[What the task requires]: Within the data below, find the string "machine" and return each line where it occurs.

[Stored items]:
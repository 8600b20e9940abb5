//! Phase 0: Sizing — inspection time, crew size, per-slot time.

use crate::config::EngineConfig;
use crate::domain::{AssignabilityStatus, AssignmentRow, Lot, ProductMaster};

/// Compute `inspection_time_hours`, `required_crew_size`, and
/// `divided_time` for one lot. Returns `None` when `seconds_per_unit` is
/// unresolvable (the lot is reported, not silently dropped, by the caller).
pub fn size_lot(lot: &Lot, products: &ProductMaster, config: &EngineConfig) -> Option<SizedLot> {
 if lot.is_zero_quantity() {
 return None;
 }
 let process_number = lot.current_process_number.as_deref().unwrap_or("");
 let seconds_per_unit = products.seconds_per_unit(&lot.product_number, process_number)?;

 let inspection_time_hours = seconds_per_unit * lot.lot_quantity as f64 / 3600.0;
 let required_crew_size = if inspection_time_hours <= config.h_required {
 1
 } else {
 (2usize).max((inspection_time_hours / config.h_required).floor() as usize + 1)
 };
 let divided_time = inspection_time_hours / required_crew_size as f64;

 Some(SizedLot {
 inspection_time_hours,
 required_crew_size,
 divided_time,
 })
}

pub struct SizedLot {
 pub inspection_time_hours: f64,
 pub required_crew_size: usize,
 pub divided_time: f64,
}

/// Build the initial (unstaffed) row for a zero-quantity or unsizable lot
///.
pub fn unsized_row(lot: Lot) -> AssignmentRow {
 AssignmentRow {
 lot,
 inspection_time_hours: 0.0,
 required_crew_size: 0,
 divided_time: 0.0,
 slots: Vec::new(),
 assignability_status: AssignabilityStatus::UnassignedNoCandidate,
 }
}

==

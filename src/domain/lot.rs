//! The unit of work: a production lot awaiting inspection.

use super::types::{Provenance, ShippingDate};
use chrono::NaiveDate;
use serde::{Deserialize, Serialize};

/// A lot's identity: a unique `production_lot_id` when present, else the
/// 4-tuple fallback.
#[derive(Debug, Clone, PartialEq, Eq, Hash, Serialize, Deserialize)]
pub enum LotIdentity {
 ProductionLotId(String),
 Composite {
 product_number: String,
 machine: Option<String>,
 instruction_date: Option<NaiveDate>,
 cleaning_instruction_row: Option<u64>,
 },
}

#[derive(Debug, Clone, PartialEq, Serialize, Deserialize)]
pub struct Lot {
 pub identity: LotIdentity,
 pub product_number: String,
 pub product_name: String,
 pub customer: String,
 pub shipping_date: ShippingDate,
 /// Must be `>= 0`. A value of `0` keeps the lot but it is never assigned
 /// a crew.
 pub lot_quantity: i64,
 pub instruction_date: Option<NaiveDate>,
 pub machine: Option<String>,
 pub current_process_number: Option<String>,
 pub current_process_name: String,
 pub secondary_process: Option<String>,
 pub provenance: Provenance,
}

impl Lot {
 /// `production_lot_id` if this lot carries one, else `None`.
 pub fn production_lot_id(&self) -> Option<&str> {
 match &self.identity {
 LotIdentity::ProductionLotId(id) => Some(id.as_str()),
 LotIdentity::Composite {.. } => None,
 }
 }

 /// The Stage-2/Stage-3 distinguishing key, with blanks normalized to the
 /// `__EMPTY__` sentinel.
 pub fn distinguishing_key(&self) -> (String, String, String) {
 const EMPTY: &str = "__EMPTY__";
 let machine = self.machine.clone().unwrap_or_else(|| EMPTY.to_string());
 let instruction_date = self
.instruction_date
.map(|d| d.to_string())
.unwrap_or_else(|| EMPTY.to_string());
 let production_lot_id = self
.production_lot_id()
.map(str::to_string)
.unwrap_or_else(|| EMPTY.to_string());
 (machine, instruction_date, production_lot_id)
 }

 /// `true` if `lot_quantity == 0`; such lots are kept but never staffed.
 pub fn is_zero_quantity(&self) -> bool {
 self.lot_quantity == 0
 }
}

[Answer to the problem]:
 machine: Option<String>,
 pub machine: Option<String>,
 let machine = self.machine.clone().unwrap_or_else(|| EMPTY.to_string());
 (machine, instruction_date, production_lot_id)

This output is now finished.